North Dakota is breathtaking. With the Badlands in the background, it's almost forgivable to take your eyes off the road – but that is what leads to so many car accidents, personal injuries and negligence cases. Then it's a matter of figuring out where to place blame and liability. Maybe it was you who was injured, or maybe it was a relative or friend. Whatever happens during your North Dakota adventures, if you need guidance for your personal injury case, Enjuris has the answers.
North Dakota Personal Injury Cases & Accident Info
North Dakota statutes online
This is where you’ll find the North Dakota Century Code. The website has details about how long you have to bring a case, monetary limits on personal injury cases (which are also known as damage caps), and other important information.
North Dakota's car accident statutes of limitation
In North Dakota, you have six years to bring both a personal injury and a property damage claim. That means you have six years to file your paperwork with the court, not that your case has to be completed in that time frame.

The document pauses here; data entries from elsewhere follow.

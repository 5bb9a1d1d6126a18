//! Layout of the generated output directory.

use std::path::{Path, PathBuf};

pub const DOCUMENT_SNAPSHOT_FILE: &str = "figma.json";
pub const COMPONENTS_DIR: &str = "components";
pub const MODELS_DIR: &str = "models";

/// Name of the template directory copied verbatim into [`MODELS_DIR`].
pub const TEMPLATE_MODELS_DIR: &str = "Models";

#[derive(Debug, Clone, Copy, PartialEq, Eq)]
pub enum OutputKind {
    DocumentSnapshot,
    Components,
    Models,
}

#[derive(Debug, Clone)]
pub struct OutputLayout {
    root: PathBuf,
}

impl OutputLayout {
    pub fn new(root: impl Into<PathBuf>) -> Self {
        Self { root: root.into() }
    }

    pub fn root(&self) -> &Path {
        &self.root
    }

    pub fn path(&self, kind: OutputKind) -> PathBuf {
        match kind {
            OutputKind::DocumentSnapshot => self.root.join(DOCUMENT_SNAPSHOT_FILE),
            OutputKind::Components => self.root.join(COMPONENTS_DIR),
            OutputKind::Models => self.root.join(MODELS_DIR),
        }
    }

    /// Create the directory for `kind` (or its parent, for files) and
    /// return the path.
    pub fn ensure(&self, kind: OutputKind) -> std::io::Result<PathBuf> {
        let path = self.path(kind);
        let dir = match kind {
            OutputKind::DocumentSnapshot => self.root.clone(),
            OutputKind::Components | OutputKind::Models => path.clone(),
        };
        std::fs::create_dir_all(&dir)?;
        Ok(path)
    }
}
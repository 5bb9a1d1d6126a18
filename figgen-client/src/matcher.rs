//! Depth-first node search.
//!
//! Both lookups share one post-order walker: children are visited before
//! their parent, so the deepest match along the first branch is found first.

use std::ops::ControlFlow;

use crate::document::{Node, NodeKind};

/// How many matches a search collects.
#[derive(Debug, Clone, Copy, PartialEq, Eq)]
pub enum Strategy {
    /// Stop at the first match.
    First,
    /// Collect every match.
    All,
}

/// Visit `node` and all of its descendants in post-order.
///
/// The walk stops as soon as `visit` returns [`ControlFlow::Break`].
pub fn walk_post_order<'a, F>(node: &'a Node, visit: &mut F) -> ControlFlow<()>
where
    F: FnMut(&'a Node) -> ControlFlow<()>,
{
    for child in &node.children {
        walk_post_order(child, visit)?;
    }
    visit(node)
}

/// Search each root tree (roots included) for nodes satisfying `predicate`.
pub fn search<'a, I, P>(roots: I, predicate: P, strategy: Strategy) -> Vec<&'a Node>
where
    I: IntoIterator<Item = &'a Node>,
    P: Fn(&Node) -> bool,
{
    let mut found = Vec::new();
    let mut visit = |node: &'a Node| {
        if predicate(node) {
            found.push(node);
            if strategy == Strategy::First {
                return ControlFlow::Break(());
            }
        }
        ControlFlow::Continue(())
    };

    for root in roots {
        if walk_post_order(root, &mut visit).is_break() {
            break;
        }
    }
    found
}

/// First descendant of `node` whose type tag or name equals `kind_or_name`.
///
/// `node` itself is never a candidate.
pub fn find_first<'a>(node: &'a Node, kind_or_name: &str) -> Option<&'a Node> {
    search(
        &node.children,
        |candidate| candidate.is_kind_or_named(kind_or_name),
        Strategy::First,
    )
    .into_iter()
    .next()
}

/// Every node of `kind` under the given roots, in traversal order.
pub fn find_all<'a, I>(roots: I, kind: &NodeKind) -> Vec<&'a Node>
where
    I: IntoIterator<Item = &'a Node>,
{
    search(roots, |candidate| candidate.kind == *kind, Strategy::All)
}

The initial meeting with a personal injury attorney is normally free of charge. (Note that other legal specialties, such as estate planning law or white collar crime law, are different.) After that, lawyers work on a contingency basis, which means that they will take a third of the eventual reward, plus whatever office expenses they incur along the way.
If your case goes to trial, that percentage could rise to 40% of the eventual reward or judgment. These numbers aren't determined by law, so don't be surprised if your lawyer suggests something else.
These are some cases of legal significance that came out of North Dakota's courts:
Birchfield v. North Dakota, 579 U.S. ____ (2016): The United States Supreme Court held that the "search incident to arrest" doctrine, or SITA, allows police officers to conduct warrantless Breathalyzer tests on suspected drunk drivers, but not blood tests, as the latter is far more intrusive and violates the drivers' Fourth Amendment right to privacy. While both blood and breath tests are considered intrusive, one is far more intrusive than the other, as it pierces the skin and literally takes a bodily fluid. The goal of traffic safety can still be obtained by a breath test, which is far less invasive.
Quill Corp. v. North Dakota, 504 U.S. 298 (1992): Quill Corporation makes office supplies and had, at the time of this case, no physical presence in North Dakota – no regional office, no factories, and no distributors. It did, however, had a licensed software program that some North Dakota customers used to check Quill's inventories and place orders, upon which the state attempted to place a use tax, arguing that the company had established a presence there by means of the physical floppy discs. The Supreme Court instead relied on the Commerce Clause and interstate commerce. When a company's presence is only by mail or telephone, it lacks the "substantial nexus" required for the use tax to apply under the Dormant Commerce Clause.
There are many issues you can solve without the help of a lawyer. If you don't know where to start, a law librarian can help you. They are usually legally trained, and they can help you both with texts or online research engines like LexisNexis or Westlaw.